#### What the task requires
In the records that follow, find the line with "StopCondition::MaxSteps(cli.steps)"; from there, retype every line exactly through the line with "for entry in", which also belongs to the answer.

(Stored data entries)
+++

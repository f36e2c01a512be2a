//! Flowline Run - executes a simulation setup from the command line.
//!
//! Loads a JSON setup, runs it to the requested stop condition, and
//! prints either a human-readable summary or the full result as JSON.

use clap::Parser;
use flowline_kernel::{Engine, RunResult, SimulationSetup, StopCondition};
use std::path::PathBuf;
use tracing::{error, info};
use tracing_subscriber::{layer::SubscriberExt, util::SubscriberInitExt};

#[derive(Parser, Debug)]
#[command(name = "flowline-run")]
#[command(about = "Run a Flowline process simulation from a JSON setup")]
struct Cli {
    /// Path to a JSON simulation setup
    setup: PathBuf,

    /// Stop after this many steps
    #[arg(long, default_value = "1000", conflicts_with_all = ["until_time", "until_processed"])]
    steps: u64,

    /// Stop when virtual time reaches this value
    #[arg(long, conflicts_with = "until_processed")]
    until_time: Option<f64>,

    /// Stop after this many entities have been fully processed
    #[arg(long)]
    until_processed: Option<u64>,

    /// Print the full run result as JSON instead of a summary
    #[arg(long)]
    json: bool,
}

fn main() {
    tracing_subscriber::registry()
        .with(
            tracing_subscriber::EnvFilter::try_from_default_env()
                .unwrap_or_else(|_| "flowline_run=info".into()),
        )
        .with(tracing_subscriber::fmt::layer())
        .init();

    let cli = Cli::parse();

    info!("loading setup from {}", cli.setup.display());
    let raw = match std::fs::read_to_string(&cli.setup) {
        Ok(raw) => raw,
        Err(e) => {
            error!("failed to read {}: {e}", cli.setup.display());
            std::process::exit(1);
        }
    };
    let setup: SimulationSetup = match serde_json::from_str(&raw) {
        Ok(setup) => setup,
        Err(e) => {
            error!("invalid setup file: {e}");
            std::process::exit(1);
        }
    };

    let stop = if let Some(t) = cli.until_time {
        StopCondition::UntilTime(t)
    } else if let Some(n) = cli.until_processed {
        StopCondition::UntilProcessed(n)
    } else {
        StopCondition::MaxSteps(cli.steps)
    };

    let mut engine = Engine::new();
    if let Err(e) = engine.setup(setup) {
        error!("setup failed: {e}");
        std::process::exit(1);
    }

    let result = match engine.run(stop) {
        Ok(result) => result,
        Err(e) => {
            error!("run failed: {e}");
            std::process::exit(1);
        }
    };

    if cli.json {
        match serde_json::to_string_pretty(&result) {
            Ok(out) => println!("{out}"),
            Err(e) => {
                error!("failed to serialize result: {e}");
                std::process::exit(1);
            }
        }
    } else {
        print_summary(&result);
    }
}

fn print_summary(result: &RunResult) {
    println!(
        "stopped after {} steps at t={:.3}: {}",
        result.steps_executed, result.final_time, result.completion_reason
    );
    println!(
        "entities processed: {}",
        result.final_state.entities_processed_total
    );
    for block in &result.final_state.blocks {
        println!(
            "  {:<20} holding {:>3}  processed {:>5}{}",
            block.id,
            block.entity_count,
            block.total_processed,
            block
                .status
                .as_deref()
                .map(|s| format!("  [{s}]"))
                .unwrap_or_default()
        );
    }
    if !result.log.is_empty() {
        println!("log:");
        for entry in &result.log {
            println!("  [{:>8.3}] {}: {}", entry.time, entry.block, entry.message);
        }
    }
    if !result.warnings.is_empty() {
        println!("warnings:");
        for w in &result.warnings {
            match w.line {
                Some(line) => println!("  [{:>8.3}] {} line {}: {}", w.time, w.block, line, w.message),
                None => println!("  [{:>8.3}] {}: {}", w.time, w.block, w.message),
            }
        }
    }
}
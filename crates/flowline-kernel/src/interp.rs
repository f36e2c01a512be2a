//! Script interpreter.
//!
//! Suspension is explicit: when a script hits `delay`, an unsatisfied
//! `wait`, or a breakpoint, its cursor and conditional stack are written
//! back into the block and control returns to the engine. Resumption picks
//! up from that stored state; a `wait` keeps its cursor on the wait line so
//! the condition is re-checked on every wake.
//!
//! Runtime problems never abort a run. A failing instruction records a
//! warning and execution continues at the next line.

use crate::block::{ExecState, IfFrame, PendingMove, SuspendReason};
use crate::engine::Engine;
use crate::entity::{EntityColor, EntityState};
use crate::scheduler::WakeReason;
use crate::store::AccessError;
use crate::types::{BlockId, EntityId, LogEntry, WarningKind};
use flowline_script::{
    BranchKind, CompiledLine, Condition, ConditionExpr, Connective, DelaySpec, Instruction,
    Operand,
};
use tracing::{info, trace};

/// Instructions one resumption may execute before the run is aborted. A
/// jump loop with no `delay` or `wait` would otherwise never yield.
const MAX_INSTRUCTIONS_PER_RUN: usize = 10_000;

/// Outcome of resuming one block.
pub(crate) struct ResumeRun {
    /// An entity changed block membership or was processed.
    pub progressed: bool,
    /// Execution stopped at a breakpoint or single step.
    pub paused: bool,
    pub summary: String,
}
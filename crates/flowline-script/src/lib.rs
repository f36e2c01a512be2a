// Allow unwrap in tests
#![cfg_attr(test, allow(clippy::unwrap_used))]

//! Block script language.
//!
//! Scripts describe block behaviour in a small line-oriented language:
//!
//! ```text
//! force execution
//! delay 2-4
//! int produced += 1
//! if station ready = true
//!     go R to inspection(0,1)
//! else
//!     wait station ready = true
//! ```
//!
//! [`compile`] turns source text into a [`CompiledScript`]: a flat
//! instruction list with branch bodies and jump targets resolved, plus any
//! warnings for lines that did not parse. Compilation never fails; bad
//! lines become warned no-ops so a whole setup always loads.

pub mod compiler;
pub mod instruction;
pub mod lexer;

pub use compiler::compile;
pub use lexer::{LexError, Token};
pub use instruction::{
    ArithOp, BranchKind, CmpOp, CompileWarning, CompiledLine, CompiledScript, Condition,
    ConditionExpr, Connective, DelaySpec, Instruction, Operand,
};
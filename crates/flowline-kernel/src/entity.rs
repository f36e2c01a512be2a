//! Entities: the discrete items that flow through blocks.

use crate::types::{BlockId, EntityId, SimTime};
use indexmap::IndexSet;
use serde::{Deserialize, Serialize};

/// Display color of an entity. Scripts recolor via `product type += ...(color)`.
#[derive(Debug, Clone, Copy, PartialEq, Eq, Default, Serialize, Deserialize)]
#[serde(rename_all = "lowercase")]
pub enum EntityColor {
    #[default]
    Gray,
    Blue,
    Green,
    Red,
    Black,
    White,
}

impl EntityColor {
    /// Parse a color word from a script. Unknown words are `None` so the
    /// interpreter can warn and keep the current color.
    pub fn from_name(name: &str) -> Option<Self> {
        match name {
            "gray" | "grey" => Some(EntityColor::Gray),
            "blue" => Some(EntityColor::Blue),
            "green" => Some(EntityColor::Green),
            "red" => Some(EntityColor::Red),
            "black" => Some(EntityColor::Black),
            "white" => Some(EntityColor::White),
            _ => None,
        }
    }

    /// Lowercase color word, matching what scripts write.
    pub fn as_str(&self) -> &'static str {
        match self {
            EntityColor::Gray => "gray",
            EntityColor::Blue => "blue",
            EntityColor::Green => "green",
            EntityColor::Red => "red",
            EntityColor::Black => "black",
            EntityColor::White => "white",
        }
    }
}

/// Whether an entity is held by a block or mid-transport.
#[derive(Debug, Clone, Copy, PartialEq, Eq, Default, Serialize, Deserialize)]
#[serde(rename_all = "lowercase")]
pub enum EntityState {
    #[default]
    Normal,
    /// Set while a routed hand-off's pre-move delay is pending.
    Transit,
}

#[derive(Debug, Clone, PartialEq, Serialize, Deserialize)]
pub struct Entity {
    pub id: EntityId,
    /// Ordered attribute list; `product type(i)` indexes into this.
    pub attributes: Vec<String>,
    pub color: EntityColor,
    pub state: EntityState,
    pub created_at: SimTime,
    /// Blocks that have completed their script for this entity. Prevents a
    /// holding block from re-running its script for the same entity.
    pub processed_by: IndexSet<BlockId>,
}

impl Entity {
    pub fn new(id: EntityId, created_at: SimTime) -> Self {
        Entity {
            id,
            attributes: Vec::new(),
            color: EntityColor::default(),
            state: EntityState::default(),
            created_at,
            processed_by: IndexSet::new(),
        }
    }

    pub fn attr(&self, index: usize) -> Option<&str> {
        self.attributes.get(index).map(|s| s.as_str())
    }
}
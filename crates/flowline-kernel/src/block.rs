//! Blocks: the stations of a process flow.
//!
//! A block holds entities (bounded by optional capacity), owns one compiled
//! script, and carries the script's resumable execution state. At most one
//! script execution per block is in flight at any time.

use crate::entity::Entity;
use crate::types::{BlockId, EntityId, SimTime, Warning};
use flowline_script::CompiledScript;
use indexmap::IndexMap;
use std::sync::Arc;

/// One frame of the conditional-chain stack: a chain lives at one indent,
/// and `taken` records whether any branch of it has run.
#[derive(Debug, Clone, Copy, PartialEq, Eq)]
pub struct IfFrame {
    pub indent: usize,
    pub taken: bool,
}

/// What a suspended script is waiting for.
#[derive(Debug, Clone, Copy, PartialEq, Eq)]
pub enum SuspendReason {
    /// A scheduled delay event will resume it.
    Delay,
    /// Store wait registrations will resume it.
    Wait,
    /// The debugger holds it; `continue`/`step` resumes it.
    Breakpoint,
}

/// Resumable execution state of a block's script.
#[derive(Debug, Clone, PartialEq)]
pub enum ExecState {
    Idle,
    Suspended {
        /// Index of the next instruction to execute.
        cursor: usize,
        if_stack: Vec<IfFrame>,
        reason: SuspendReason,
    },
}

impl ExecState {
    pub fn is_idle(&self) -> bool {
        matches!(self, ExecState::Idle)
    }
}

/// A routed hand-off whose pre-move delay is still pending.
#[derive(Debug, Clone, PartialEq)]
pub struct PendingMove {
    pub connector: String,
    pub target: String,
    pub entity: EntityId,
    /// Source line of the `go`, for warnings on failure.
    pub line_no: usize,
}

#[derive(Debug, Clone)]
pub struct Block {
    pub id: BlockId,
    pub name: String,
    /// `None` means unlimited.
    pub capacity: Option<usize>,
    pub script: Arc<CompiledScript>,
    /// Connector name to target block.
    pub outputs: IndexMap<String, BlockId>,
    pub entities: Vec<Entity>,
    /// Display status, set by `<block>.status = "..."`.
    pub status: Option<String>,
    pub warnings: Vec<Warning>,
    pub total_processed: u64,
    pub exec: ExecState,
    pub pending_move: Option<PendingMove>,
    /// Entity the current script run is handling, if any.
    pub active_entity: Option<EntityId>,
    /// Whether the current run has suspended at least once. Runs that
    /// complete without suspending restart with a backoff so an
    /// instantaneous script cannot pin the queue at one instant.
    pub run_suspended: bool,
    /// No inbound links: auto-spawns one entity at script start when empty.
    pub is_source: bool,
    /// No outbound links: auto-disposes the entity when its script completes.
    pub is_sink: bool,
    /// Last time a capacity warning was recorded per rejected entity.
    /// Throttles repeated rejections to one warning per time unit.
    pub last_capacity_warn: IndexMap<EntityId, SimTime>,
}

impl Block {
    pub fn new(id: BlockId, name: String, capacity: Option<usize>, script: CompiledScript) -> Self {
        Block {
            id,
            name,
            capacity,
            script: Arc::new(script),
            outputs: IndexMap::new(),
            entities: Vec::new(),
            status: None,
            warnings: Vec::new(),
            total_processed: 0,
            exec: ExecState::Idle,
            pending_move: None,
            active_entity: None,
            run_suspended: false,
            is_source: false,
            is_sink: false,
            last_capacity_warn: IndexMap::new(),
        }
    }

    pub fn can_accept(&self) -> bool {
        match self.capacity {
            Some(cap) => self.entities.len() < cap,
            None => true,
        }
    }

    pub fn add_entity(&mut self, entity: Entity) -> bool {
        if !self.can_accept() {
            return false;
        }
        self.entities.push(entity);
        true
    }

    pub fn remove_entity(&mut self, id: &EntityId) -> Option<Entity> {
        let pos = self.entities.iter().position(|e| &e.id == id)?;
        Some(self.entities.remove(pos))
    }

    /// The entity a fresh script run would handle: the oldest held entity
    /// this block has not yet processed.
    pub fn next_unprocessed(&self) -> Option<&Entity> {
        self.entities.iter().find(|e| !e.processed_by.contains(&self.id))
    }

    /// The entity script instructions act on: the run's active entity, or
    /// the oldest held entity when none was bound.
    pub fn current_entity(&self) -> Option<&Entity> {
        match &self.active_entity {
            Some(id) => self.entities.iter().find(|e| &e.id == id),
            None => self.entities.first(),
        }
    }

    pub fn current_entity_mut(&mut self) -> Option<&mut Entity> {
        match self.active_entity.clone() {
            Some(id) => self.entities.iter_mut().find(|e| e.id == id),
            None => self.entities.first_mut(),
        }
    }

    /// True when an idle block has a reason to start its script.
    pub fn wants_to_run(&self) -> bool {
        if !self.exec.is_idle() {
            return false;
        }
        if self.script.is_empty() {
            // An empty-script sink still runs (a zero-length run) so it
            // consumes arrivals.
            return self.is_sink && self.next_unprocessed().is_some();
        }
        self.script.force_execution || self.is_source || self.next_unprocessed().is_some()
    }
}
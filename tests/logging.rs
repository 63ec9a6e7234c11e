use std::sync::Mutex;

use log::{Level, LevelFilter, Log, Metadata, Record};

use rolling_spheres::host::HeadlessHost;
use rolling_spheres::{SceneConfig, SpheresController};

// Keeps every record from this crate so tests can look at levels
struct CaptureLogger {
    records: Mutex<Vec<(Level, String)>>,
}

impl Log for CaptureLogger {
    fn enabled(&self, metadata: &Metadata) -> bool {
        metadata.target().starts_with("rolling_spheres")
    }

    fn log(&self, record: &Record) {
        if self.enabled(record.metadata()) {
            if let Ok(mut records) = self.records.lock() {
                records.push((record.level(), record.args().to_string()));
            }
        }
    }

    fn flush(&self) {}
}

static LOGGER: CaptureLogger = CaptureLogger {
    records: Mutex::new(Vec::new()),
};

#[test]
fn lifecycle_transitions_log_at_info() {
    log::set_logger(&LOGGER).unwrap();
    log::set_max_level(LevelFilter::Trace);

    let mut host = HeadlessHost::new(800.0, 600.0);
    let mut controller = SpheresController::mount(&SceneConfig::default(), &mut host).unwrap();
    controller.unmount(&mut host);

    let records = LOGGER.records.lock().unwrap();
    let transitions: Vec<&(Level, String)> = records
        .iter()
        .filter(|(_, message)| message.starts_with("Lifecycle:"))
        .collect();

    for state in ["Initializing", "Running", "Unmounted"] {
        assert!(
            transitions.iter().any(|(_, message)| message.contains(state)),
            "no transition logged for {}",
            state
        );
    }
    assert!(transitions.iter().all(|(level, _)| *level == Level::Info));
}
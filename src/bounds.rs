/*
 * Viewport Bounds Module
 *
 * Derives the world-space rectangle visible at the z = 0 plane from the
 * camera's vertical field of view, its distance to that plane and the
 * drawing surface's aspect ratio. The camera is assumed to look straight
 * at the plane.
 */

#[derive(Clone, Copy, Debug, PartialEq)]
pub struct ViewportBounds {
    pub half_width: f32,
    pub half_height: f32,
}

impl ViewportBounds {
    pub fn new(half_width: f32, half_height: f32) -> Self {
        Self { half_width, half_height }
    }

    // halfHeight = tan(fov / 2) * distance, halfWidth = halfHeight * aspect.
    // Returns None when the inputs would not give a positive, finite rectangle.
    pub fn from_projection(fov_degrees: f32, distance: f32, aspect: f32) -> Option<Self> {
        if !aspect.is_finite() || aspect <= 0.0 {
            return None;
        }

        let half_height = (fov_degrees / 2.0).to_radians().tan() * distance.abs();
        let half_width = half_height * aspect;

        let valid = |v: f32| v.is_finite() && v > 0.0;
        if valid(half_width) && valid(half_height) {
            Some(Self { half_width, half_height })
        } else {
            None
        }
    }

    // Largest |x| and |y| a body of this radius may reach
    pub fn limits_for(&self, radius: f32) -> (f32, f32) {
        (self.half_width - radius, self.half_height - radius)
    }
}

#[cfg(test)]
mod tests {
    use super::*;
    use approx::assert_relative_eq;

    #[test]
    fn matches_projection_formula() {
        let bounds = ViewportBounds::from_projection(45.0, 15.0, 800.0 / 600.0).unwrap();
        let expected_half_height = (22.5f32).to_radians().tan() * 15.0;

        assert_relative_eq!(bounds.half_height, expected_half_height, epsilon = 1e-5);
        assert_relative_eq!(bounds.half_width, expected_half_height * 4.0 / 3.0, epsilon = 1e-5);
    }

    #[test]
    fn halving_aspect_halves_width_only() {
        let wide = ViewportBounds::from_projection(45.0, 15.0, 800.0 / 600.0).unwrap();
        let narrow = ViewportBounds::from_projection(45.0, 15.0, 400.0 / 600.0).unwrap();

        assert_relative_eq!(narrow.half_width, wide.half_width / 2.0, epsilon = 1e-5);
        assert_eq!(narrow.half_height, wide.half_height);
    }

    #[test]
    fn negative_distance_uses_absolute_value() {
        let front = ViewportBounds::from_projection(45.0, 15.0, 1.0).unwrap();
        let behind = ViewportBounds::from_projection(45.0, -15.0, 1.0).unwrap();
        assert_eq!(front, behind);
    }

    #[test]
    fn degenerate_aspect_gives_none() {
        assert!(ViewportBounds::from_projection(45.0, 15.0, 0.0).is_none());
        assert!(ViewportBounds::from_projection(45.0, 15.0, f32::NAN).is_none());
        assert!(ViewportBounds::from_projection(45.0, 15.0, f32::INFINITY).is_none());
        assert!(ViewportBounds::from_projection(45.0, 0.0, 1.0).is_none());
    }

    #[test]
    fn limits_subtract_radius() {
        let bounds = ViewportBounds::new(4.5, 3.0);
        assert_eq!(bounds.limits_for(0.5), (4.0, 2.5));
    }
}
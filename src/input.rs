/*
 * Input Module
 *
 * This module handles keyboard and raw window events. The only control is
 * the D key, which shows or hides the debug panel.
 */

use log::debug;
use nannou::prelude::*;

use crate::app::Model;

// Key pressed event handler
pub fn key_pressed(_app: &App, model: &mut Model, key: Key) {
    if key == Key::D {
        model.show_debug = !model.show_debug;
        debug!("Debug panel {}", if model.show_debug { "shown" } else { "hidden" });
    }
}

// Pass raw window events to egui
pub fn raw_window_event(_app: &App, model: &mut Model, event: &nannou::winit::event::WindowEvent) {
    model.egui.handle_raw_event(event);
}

+++

#### Solution to the problem
        StopCondition::MaxSteps(cli.steps)
    };

    let mut engine = Engine::new();
    if let Err(e) = engine.setup(setup) {
        error!("setup failed: {e}");
        std::process::exit(1);
    }

    let result = match engine.run(stop) {
        Ok(result) => result,
        Err(e) => {
            error!("run failed: {e}");
            std::process::exit(1);
        }
    };

    if cli.json {
        match serde_json::to_string_pretty(&result) {
            Ok(out) => println!("{out}"),
            Err(e) => {
                error!("failed to serialize result: {e}");
                std::process::exit(1);
            }
        }
    } else {
        print_summary(&result);
    }
}

fn print_summary(result: &RunResult) {
    println!(
        "stopped after {} steps at t={:.3}: {}",
        result.steps_executed, result.final_time, result.completion_reason
    );
    println!(
        "entities processed: {}",
        result.final_state.entities_processed_total
    );
    for block in &result.final_state.blocks {
        println!(
            "  {:<20} holding {:>3}  processed {:>5}{}",
            block.id,
            block.entity_count,
            block.total_processed,
            block
                .status
                .as_deref()
                .map(|s| format!("  [{s}]"))
                .unwrap_or_default()
        );
    }
    if !result.log.is_empty() {
        println!("log:");
        for entry in &result.log {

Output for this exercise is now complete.